Can I camp at Monkey Beach?
Yes, you can. Monkey Beach is the only piece of land in Penang National Park owned by a private and as such, you can camp here without a nature guide — who you need to hire to camp in other parts of the park. Ask for more details at the registration desk upon arrival.
Thing is, Monkey Beach is now occupied by a few beach shack and A-frame style accommodation-cum-restaurants, so wild camping is discouraged — or let’s put it this way, it is “regulated” by those who make business on the beach.
Lazy Boys Cafe
A collection of driftwood A-frame huts, tables, and loungers, this rasta-style beach bar is a solid option on Monkey Beach. They also offer a campsite for RM 10 per tent if you bring your own, and RM20 per tent if you rent it from them. The price includes usage of toilet and shower facilities, and their kitchen — of course, you’ll have to BYO food, but they also sell simple dishes.
READ MORE Best Hotels in Batu Ferringhi
Can I swim at Monkey Beach Penang?
The short answer is, yes.
The long answer is you have to be careful since Penang waters have strong undercurrents and include an extra hazard: the presence of the lethal box jellyfish. Don’t play play, as they say around these parts: if you get stung by one of those, you’ll be dead before reaching the National Park’s headquarters even if carried by boat.
This said, the water is still and warm, inviting, and people swim here daily. Just exercise some caution and you’ll be fine.
Muka Head: Penang Lighthouse hike from Monkey Beach
The hike from Monkey Beach to Penang’s only Lighthouse is a cool additional trip you can take from the beach even if you have arrived by boat.
Rumah Api Pulau Pinang, also called Muka Head, is a 14-meter tall lighthouse built by the British in 1883. It stands on the top of a 227-meter-high verdant hill on the northwesternmost corner of Penang island. From here, you’ll have 360-degree views all the way to Balik Pulau in the southwest of the island.
From the western end of Monkey Beach, follow a well-marked trail starting beyond the guard houses. It’s a wide trail with concrete steps that goes up the hill, and if steep, it’s still well-maintained and has several wooden Malay Pondok where you may rest.
It’s only about 30 minutes uphill to reach Penang Lighthouse: a sign says it is open to visitors from 8 am to 9 pm, but when we visited there was no guard, the gate was opened, and the place unsupervised. If you decide to enter and walk up to the top of the lighthouse, do so at your own risk, and don’t spoil the surroundings.
The place is now under the responsibility of Penang Museum, and it is hoped that soon it will be controlled more.
Monkey Beach Penang: Where to Stay
Blogging transparency: this post contains affiliate links. These are products and services that we personally use and recommend.
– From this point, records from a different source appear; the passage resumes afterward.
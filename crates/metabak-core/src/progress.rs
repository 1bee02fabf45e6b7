//! Progress callbacks for metadata loading.

use std::collections::HashMap;
use std::sync::atomic::AtomicU64;
use std::sync::atomic::Ordering;

use crate::backup::SegmentKind;

/// Receives per-segment progress while a backup is loaded.
///
/// Loaders call this from several worker threads at once, so implementations
/// must be `Send + Sync` and synchronize internally.
///
/// # Examples
///
/// ```
/// use metabak_core::LoadProgress;
/// use std::sync::atomic::AtomicUsize;
/// use std::sync::atomic::Ordering;
///
/// struct Total(AtomicUsize);
///
/// impl LoadProgress for Total {
///     fn on_loaded(&self, _segment: &str, count: usize) {
///         self.0.fetch_add(count, Ordering::Relaxed);
///     }
/// }
/// ```
pub trait LoadProgress: Send + Sync {
    /// Called after `count` more records of `segment` were loaded.
    fn on_loaded(&self, segment: &str, count: usize);
}

/// No-op progress implementation.
#[derive(Debug, Default, Clone, Copy)]
pub struct NoopProgress;

impl LoadProgress for NoopProgress {
    fn on_loaded(&self, _segment: &str, _count: usize) {}
}

/// Thread-safe record counter per segment kind.
///
/// Names that are not a known [`SegmentKind`] are tallied under
/// [`other`](Self::other).
#[derive(Debug)]
pub struct CountingProgress {
    counts: HashMap<&'static str, AtomicU64>,
    other: AtomicU64,
}

impl CountingProgress {
    /// Creates a counter with every kind at zero.
    #[must_use]
    pub fn new() -> Self {
        Self {
            counts: SegmentKind::ALL
                .iter()
                .map(|kind| (kind.name(), AtomicU64::new(0)))
                .collect(),
            other: AtomicU64::new(0),
        }
    }

    /// Records counted for `segment` so far.
    #[must_use]
    pub fn count(&self, segment: &str) -> u64 {
        self.counts
            .get(segment)
            .map_or(0, |count| count.load(Ordering::Relaxed))
    }

    /// Records counted for unknown segment names.
    #[must_use]
    pub fn other(&self) -> u64 {
        self.other.load(Ordering::Relaxed)
    }

    /// Records counted across all segments.
    #[must_use]
    pub fn total(&self) -> u64 {
        self.counts
            .values()
            .map(|count| count.load(Ordering::Relaxed))
            .sum::<u64>()
            + self.other()
    }
}

impl Default for CountingProgress {
    fn default() -> Self {
        Self::new()
    }
}

impl LoadProgress for CountingProgress {
    fn on_loaded(&self, segment: &str, count: usize) {
        let counter = self.counts.get(segment).unwrap_or(&self.other);
        counter.fetch_add(count as u64, Ordering::Relaxed);
    }
}
//! Per-segment progress spinners for binary loads.

use console::Term;
use indicatif::MultiProgress;
use indicatif::ProgressBar;
use indicatif::ProgressDrawTarget;
use indicatif::ProgressStyle;
use metabak_core::LoadProgress;
use metabak_core::SegmentKind;
use std::collections::HashMap;

/// One count spinner per segment kind, implementing `LoadProgress`.
///
/// Workers report concurrently; `ProgressBar` is internally synchronized so
/// no extra locking is needed. Spinners stay on screen after
/// [`finish`](Self::finish) so the final counts remain visible.
pub struct SegmentProgress {
    bars: HashMap<&'static str, ProgressBar>,
    other: ProgressBar,
}

impl SegmentProgress {
    /// Creates the spinners, drawing to stderr unless `hidden`.
    #[must_use]
    pub fn new(hidden: bool) -> Self {
        let target = if hidden {
            ProgressDrawTarget::hidden()
        } else {
            ProgressDrawTarget::stderr()
        };
        let multi = MultiProgress::with_draw_target(target);

        // Template: "⠋ edge       12,345 records"
        let style = ProgressStyle::with_template("{spinner:.green} {prefix:<10} {human_pos} records")
            .unwrap_or_else(|_| ProgressStyle::default_spinner());

        let add = |name: &str| {
            let bar = multi.add(ProgressBar::new_spinner());
            bar.set_style(style.clone());
            bar.set_prefix(name.to_string());
            bar
        };

        let bars = SegmentKind::ALL
            .iter()
            .map(|kind| (kind.name(), add(kind.name())))
            .collect();
        let other = add("other");

        Self { bars, other }
    }

    /// Checks if we should show progress (TTY detection).
    #[must_use]
    pub fn should_show() -> bool {
        Term::stderr().is_term()
    }

    /// Records counted for `segment` so far.
    #[must_use]
    pub fn position(&self, segment: &str) -> u64 {
        self.bars.get(segment).unwrap_or(&self.other).position()
    }

    /// Stops all spinners, leaving their final counts.
    pub fn finish(&self) {
        for bar in self.bars.values() {
            bar.finish();
        }
        self.other.finish_and_clear();
    }
}

impl LoadProgress for SegmentProgress {
    fn on_loaded(&self, segment: &str, count: usize) {
        self.bars
            .get(segment)
            .unwrap_or(&self.other)
            .inc(count as u64);
    }
}
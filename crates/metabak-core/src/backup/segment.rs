//! Segment records.

use std::fmt;
use std::io::Read;
use std::io::Seek;
use std::io::SeekFrom;

use byteorder::BigEndian;
use byteorder::ReadBytesExt;
use serde_json::Value;
use tracing::debug;

use super::MAX_SEGMENT_LEN;
use super::SEGMENT_HEADER_LEN;
use super::SEGMENT_MAGIC;
use super::SegmentKind;
use crate::BackupError;
use crate::Result;

/// One decoded segment.
#[derive(Debug, Clone, PartialEq)]
pub struct Segment {
    /// Kind of metadata in this segment.
    pub kind: SegmentKind,
    /// Records, in the order they were written.
    pub records: Vec<Value>,
}

impl Segment {
    /// Creates a segment.
    #[must_use]
    pub const fn new(kind: SegmentKind, records: Vec<Value>) -> Self {
        Self { kind, records }
    }

    /// Returns the segment name.
    #[must_use]
    pub const fn name(&self) -> &'static str {
        self.kind.name()
    }

    /// Returns the number of records.
    #[must_use]
    pub fn count(&self) -> usize {
        self.records.len()
    }
}

/// Renders the records as a compact JSON array.
impl fmt::Display for Segment {
    fn fmt(&self, f: &mut fmt::Formatter<'_>) -> fmt::Result {
        f.write_str("[")?;
        for (i, record) in self.records.iter().enumerate() {
            if i > 0 {
                f.write_str(",")?;
            }
            write!(f, "{record}")?;
        }
        f.write_str("]")
    }
}

/// Reads the segment record starting at `offset`.
///
/// Offsets are expected to come from a [`BackupFooter`](super::BackupFooter)
/// entry; the record itself is validated (magic, kind, length, checksum,
/// payload) so that any other offset fails instead of yielding garbage.
///
/// # Errors
///
/// Returns [`BackupError::SegmentRead`] carrying `offset` if the offset is
/// past the end of the file or no valid record starts there.
pub fn read_segment<R: Read + Seek>(reader: &mut R, offset: u64) -> Result<Segment> {
    let file_len = reader.seek(SeekFrom::End(0))?;
    if offset.saturating_add(SEGMENT_HEADER_LEN) > file_len {
        return Err(BackupError::segment_read(
            offset,
            format!("out of bounds for a {file_len}-byte file"),
        ));
    }

    reader.seek(SeekFrom::Start(offset))?;
    let magic = reader.read_u32::<BigEndian>()?;
    if magic != SEGMENT_MAGIC {
        return Err(BackupError::segment_read(
            offset,
            format!("bad record magic {magic:#010x}"),
        ));
    }
    let tag = reader.read_u8()?;
    let kind = SegmentKind::from_tag(tag)
        .ok_or_else(|| BackupError::segment_read(offset, format!("unknown kind tag {tag}")))?;
    let len = reader.read_u32::<BigEndian>()?;
    let checksum = reader.read_u32::<BigEndian>()?;

    let payload_end = offset + SEGMENT_HEADER_LEN + u64::from(len);
    if len > MAX_SEGMENT_LEN || payload_end > file_len {
        return Err(BackupError::segment_read(
            offset,
            format!("payload length {len} overruns the file"),
        ));
    }

    let mut payload = vec![0u8; len as usize];
    reader.read_exact(&mut payload)?;
    if crc32fast::hash(&payload) != checksum {
        return Err(BackupError::segment_read(offset, "checksum mismatch"));
    }

    let records: Vec<Value> = serde_json::from_slice(&payload)
        .map_err(|e| BackupError::segment_read(offset, format!("invalid payload: {e}")))?;
    debug!(offset, segment = kind.name(), records = records.len(), "read segment");
    Ok(Segment::new(kind, records))
}

#[cfg(test)]
#[allow(clippy::unwrap_used)]
mod tests {
    use super::*;
    use crate::backup::BackupWriter;
    use crate::backup::read_footer;
    use serde_json::json;
    use std::io::Cursor;

    fn sample() -> Vec<u8> {
        let mut writer = BackupWriter::new(Vec::new());
        writer
            .write_segment(SegmentKind::Format, &[json!({"Name": "myjfs"})])
            .unwrap();
        writer
            .write_segment(
                SegmentKind::Edge,
                &[
                    json!({"parent": 1, "name": "a", "inode": 2}),
                    json!({"parent": 1, "name": "b", "inode": 3}),
                ],
            )
            .unwrap();
        writer.finish().unwrap()
    }

    #[test]
    fn test_read_indexed_segments() {
        let mut cursor = Cursor::new(sample());
        let footer = read_footer(&mut cursor).unwrap();

        for (name, info) in footer.sorted_entries() {
            let segment = read_segment(&mut cursor, info.offset).unwrap();
            assert_eq!(segment.name(), name);
            assert_eq!(segment.count() as u64, info.count);
        }
    }

    #[test]
    fn test_display() {
        let segment = Segment::new(SegmentKind::Counter, vec![json!({"nextInode": 2}), json!(7)]);
        assert_eq!(segment.to_string(), "[{\"nextInode\":2},7]");
        assert_eq!(Segment::new(SegmentKind::Acl, vec![]).to_string(), "[]");
    }

    #[test]
    fn test_unaligned_offset_fails() {
        let mut cursor = Cursor::new(sample());
        let footer = read_footer(&mut cursor).unwrap();
        let edge = footer.get("edge").unwrap().offset;

        for offset in [edge + 1, edge + 5, 3] {
            let err = read_segment(&mut cursor, offset).unwrap_err();
            assert!(
                matches!(err, BackupError::SegmentRead { offset: o, .. } if o == offset),
                "offset {offset}: {err}"
            );
        }
    }

    #[test]
    fn test_offset_past_end_fails() {
        let bytes = sample();
        let len = bytes.len() as u64;
        let err = read_segment(&mut Cursor::new(bytes), len + 10).unwrap_err();
        assert!(err.to_string().contains("out of bounds"));
    }

    #[test]
    fn test_corrupt_payload_fails() {
        let mut bytes = sample();
        // Inside the format segment payload.
        bytes[SEGMENT_HEADER_LEN as usize + 2] ^= 0x20;
        let err = read_segment(&mut Cursor::new(bytes), 0).unwrap_err();
        assert!(err.to_string().contains("checksum mismatch"));
    }
}
//! Layered decode stream: optional decryption below optional decompression.
//!
//! A [`ComposedStream`] is an explicit two-layer structure. The base layer is
//! either the plain local file or the decrypted object; the compression layer
//! is a gzip or zstd decoder over it, or the base layer itself when the
//! source is not compressed. Closing releases the compression layer first
//! and the base layer afterwards, but only when it is a distinct object.

use std::fmt;
use std::fs;
use std::fs::File;
use std::io;
use std::io::BufReader;
use std::io::Read;
use std::path::Path;

use flate2::bufread::MultiGzDecoder;
use tracing::debug;

use crate::BackupError;
use crate::DecodeSpec;
use crate::Result;
use crate::crypto::DataEncryptor;
use crate::formats::Compression;
use crate::keys;
use crate::storage::EncryptedStorage;
use crate::storage::FileStorage;
use crate::storage::ObjectReader;
use crate::storage::ObjectStorage;

type ZstdDecoder = zstd::stream::read::Decoder<'static, BufReader<BaseLayer>>;

/// Fixed part of a gzip member header (RFC 1952).
const GZIP_HEADER_LEN: usize = 10;

/// The only compression method gzip defines (deflate).
const GZIP_METHOD_DEFLATE: u8 = 8;

/// Flag bits RFC 1952 reserves; a conforming header leaves them clear.
const GZIP_RESERVED_FLAGS: u8 = 0xE0;

/// Where the base layer's bytes come from.
#[derive(Debug, Clone, Copy, PartialEq, Eq)]
pub enum BaseKind {
    /// The source file, read directly.
    LocalFile,
    /// The source fetched through an [`EncryptedStorage`].
    Decrypted,
}

/// The innermost byte source of a composed stream.
pub struct BaseLayer {
    kind: BaseKind,
    reader: ObjectReader,
    /// Bytes pulled ahead by [`peek`](Self::peek), served before `reader`.
    head: Vec<u8>,
    head_pos: usize,
}

impl BaseLayer {
    fn new(kind: BaseKind, reader: ObjectReader) -> Self {
        Self {
            kind,
            reader,
            head: Vec::new(),
            head_pos: 0,
        }
    }

    /// Buffers up to `len` leading bytes without consuming them.
    ///
    /// Keeps reading until `len` bytes are held or the source hits EOF, so a
    /// source that trickles out short reads still yields a full header.
    fn peek(&mut self, len: usize) -> io::Result<&[u8]> {
        let mut chunk = [0u8; 64];
        while self.head.len() < len {
            let want = (len - self.head.len()).min(chunk.len());
            match self.reader.read(&mut chunk[..want]) {
                Ok(0) => break,
                Ok(n) => self.head.extend_from_slice(&chunk[..n]),
                Err(e) if e.kind() == io::ErrorKind::Interrupted => {}
                Err(e) => return Err(e),
            }
        }
        Ok(&self.head[self.head_pos..])
    }

    fn close(self) {
        drop(self.reader);
    }
}

impl Read for BaseLayer {
    fn read(&mut self, buf: &mut [u8]) -> io::Result<usize> {
        if self.head_pos < self.head.len() {
            let n = (&self.head[self.head_pos..]).read(buf)?;
            self.head_pos += n;
            return Ok(n);
        }
        self.reader.read(buf)
    }
}

enum CompressionLayer {
    /// No decoder: the compression layer is the base layer.
    Identity(BufReader<BaseLayer>),
    Gzip(MultiGzDecoder<BufReader<BaseLayer>>),
    Zstd(Box<ZstdDecoder>),
}

/// A readable stream that undoes encryption and compression.
///
/// # Examples
///
/// ```no_run
/// use metabak_core::DecodeSpec;
/// use metabak_core::stream;
/// use std::io::Read;
///
/// # fn main() -> Result<(), Box<dyn std::error::Error>> {
/// let mut composed = stream::open(&DecodeSpec::new("meta-dump.json.gz"))?;
/// let mut json = String::new();
/// composed.read_to_string(&mut json)?;
/// composed.close()?;
/// # Ok(())
/// # }
/// ```
pub struct ComposedStream {
    compression: Compression,
    base_kind: BaseKind,
    layer: CompressionLayer,
}

impl ComposedStream {
    /// Returns the codec of the compression layer.
    #[must_use]
    pub const fn compression(&self) -> Compression {
        self.compression
    }

    /// Returns the origin of the base layer.
    #[must_use]
    pub const fn base_kind(&self) -> BaseKind {
        self.base_kind
    }

    /// Returns `true` if the compression layer and the base layer are the
    /// same object, i.e. closing must only happen once.
    #[must_use]
    pub const fn shares_base_layer(&self) -> bool {
        matches!(self.layer, CompressionLayer::Identity(_))
    }

    /// Closes the stream and returns how many distinct layers were released.
    ///
    /// The compression layer is closed first; the base layer is closed
    /// afterwards only if it is a separate object.
    pub fn close(self) -> io::Result<usize> {
        let closed = match self.layer {
            CompressionLayer::Identity(reader) => {
                reader.into_inner().close();
                1
            }
            CompressionLayer::Gzip(decoder) => {
                let base = decoder.into_inner();
                base.into_inner().close();
                2
            }
            CompressionLayer::Zstd(decoder) => {
                let base = decoder.finish();
                base.into_inner().close();
                2
            }
        };
        debug!(layers = closed, "closed decode stream");
        Ok(closed)
    }
}

impl Read for ComposedStream {
    fn read(&mut self, buf: &mut [u8]) -> io::Result<usize> {
        match &mut self.layer {
            CompressionLayer::Identity(reader) => reader.read(buf),
            CompressionLayer::Gzip(decoder) => decoder.read(buf),
            CompressionLayer::Zstd(decoder) => decoder.read(buf),
        }
    }
}

impl fmt::Debug for ComposedStream {
    fn fmt(&self, f: &mut fmt::Formatter<'_>) -> fmt::Result {
        f.debug_struct("ComposedStream")
            .field("compression", &self.compression)
            .field("base_kind", &self.base_kind)
            .finish_non_exhaustive()
    }
}

/// Opens the source described by `spec`, resolving its key if needed.
///
/// # Errors
///
/// Key errors from [`keys::load_for_spec`] are returned before the source is
/// touched. See [`open_source`] for the remaining conditions.
pub fn open(spec: &DecodeSpec) -> Result<ComposedStream> {
    let key = keys::load_for_spec(spec)?;
    let decryptor = key.map(|key| key.decryptor(spec.algorithm));
    open_source(&spec.source_path, decryptor.as_ref())
}

/// Builds a composed stream over `path`.
///
/// With a decryptor, the source is fetched as an encrypted object from a
/// [`FileStorage`] rooted at its parent directory. The compression layer is
/// chosen by [`Compression::detect`].
///
/// # Errors
///
/// - [`BackupError::SourceNotFound`] if an encrypted source cannot be statted
/// - [`BackupError::OpenSource`] if a plain source cannot be opened
/// - [`BackupError::Decrypt`] if the envelope cannot be opened
/// - [`BackupError::DecodeInit`] if the compression header is malformed
pub fn open_source(path: &Path, decryptor: Option<&DataEncryptor>) -> Result<ComposedStream> {
    let base = match decryptor {
        Some(decryptor) => open_encrypted(path, decryptor)?,
        None => {
            let file = File::open(path).map_err(|source| BackupError::OpenSource {
                path: path.to_path_buf(),
                source,
            })?;
            BaseLayer::new(BaseKind::LocalFile, Box::new(file))
        }
    };

    let compression = Compression::detect(path);
    let base_kind = base.kind;
    debug!(
        path = %path.display(),
        codec = compression.name(),
        ?base_kind,
        "composing decode stream"
    );

    let mut base = base;
    check_header(&mut base, compression, path)?;
    let reader = BufReader::new(base);

    let layer = match compression {
        Compression::None => CompressionLayer::Identity(reader),
        Compression::Gzip => CompressionLayer::Gzip(MultiGzDecoder::new(reader)),
        Compression::Zstd => {
            let decoder = ZstdDecoder::with_buffer(reader).map_err(|e| BackupError::DecodeInit {
                path: path.to_path_buf(),
                codec: compression.name(),
                reason: e.to_string(),
            })?;
            CompressionLayer::Zstd(Box::new(decoder))
        }
    };

    Ok(ComposedStream {
        compression,
        base_kind,
        layer,
    })
}

fn open_encrypted(path: &Path, decryptor: &DataEncryptor) -> Result<BaseLayer> {
    let not_found = |source| BackupError::SourceNotFound {
        path: path.to_path_buf(),
        source,
    };

    fs::metadata(path).map_err(not_found)?;
    let absolute = std::path::absolute(path).map_err(not_found)?;
    let (Some(dir), Some(name)) = (absolute.parent(), absolute.file_name()) else {
        return Err(not_found(io::Error::new(
            io::ErrorKind::InvalidInput,
            "source has no file name",
        )));
    };

    let Some(key) = name.to_str() else {
        return Err(not_found(io::Error::new(
            io::ErrorKind::InvalidInput,
            "object key is not valid UTF-8",
        )));
    };

    let storage = EncryptedStorage::new(FileStorage::new(dir), decryptor.clone());
    debug!(storage = %storage.describe(), "fetching encrypted backup");
    let reader = storage.get(key, 0, -1)?;
    Ok(BaseLayer::new(BaseKind::Decrypted, reader))
}

/// Validates the codec header before any decoder or target exists.
///
/// For gzip the whole fixed header is checked (magic, method, reserved
/// flags) so a corrupt member fails here instead of midway through a copy.
fn check_header(base: &mut BaseLayer, compression: Compression, path: &Path) -> Result<()> {
    let magic = compression.magic();
    if magic.is_empty() {
        return Ok(());
    }
    let decode_init = |reason: String| BackupError::DecodeInit {
        path: path.to_path_buf(),
        codec: compression.name(),
        reason,
    };

    let header_len = match compression {
        Compression::Gzip => GZIP_HEADER_LEN,
        _ => magic.len(),
    };
    let head = base
        .peek(header_len)
        .map_err(|e| decode_init(e.to_string()))?;

    if head.len() < header_len {
        return Err(decode_init("stream too short for header".to_string()));
    }
    if !head.starts_with(magic) {
        return Err(decode_init(format!(
            "invalid header magic {:02x?}, expected {magic:02x?}",
            &head[..magic.len()]
        )));
    }
    if compression == Compression::Gzip {
        if head[2] != GZIP_METHOD_DEFLATE {
            return Err(decode_init(format!(
                "unsupported gzip compression method {}",
                head[2]
            )));
        }
        if head[3] & GZIP_RESERVED_FLAGS != 0 {
            return Err(decode_init(format!(
                "reserved gzip header flags set: {:#04x}",
                head[3]
            )));
        }
    }
    Ok(())
}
If you click on one and buy any service, I will get a small commission at no extra cost to you. Consider it a small way to say thanks, and keep Penang Insider going.
ON THE BEACH
Lazy Boys Guesthouse described above is the best place to stay directly on Monkey Beach if you don’t mind rustic A-frame huts or are OK with camping.
IN TELUK BAHANG
Boulder Valley Glamping is even more glitzy than the previous, with an unbeatable location among durian orchards, and an upper-class feel. Very recommended if you have the cash to splash. Check prices on BOOKING.COM|AGODA
Monkey Beach Penang: Final Verdict
If you want a quiet tropical beach experience in Penang, Monkey Beach can be a good choice on weekdays, when it’s less busy. Weekend see quite a number of holidaymakers, jet skis, and general chaos, and make an otherwise idyllic beach feel like a bit of a circus. This said, the walk along the coastline to Monkey Beach is one of the best sea-side hikes in the whole Penang, and walking to Monkey Beach is still recommended.
Families and couples may want to get there by boat, from where a quick hike up the hill will take them to Penang Lighthouse. And if you have kids in tow, don’t forget you can pair Monkey Beach with a visit to the butterflies and insects at Entopia Penang.
Monkey Beach is a good spot for a half-day (or more) out in nature and some brisk swimming — but do so at your own risk, as a jellyfish hazard is quite normal in Penang.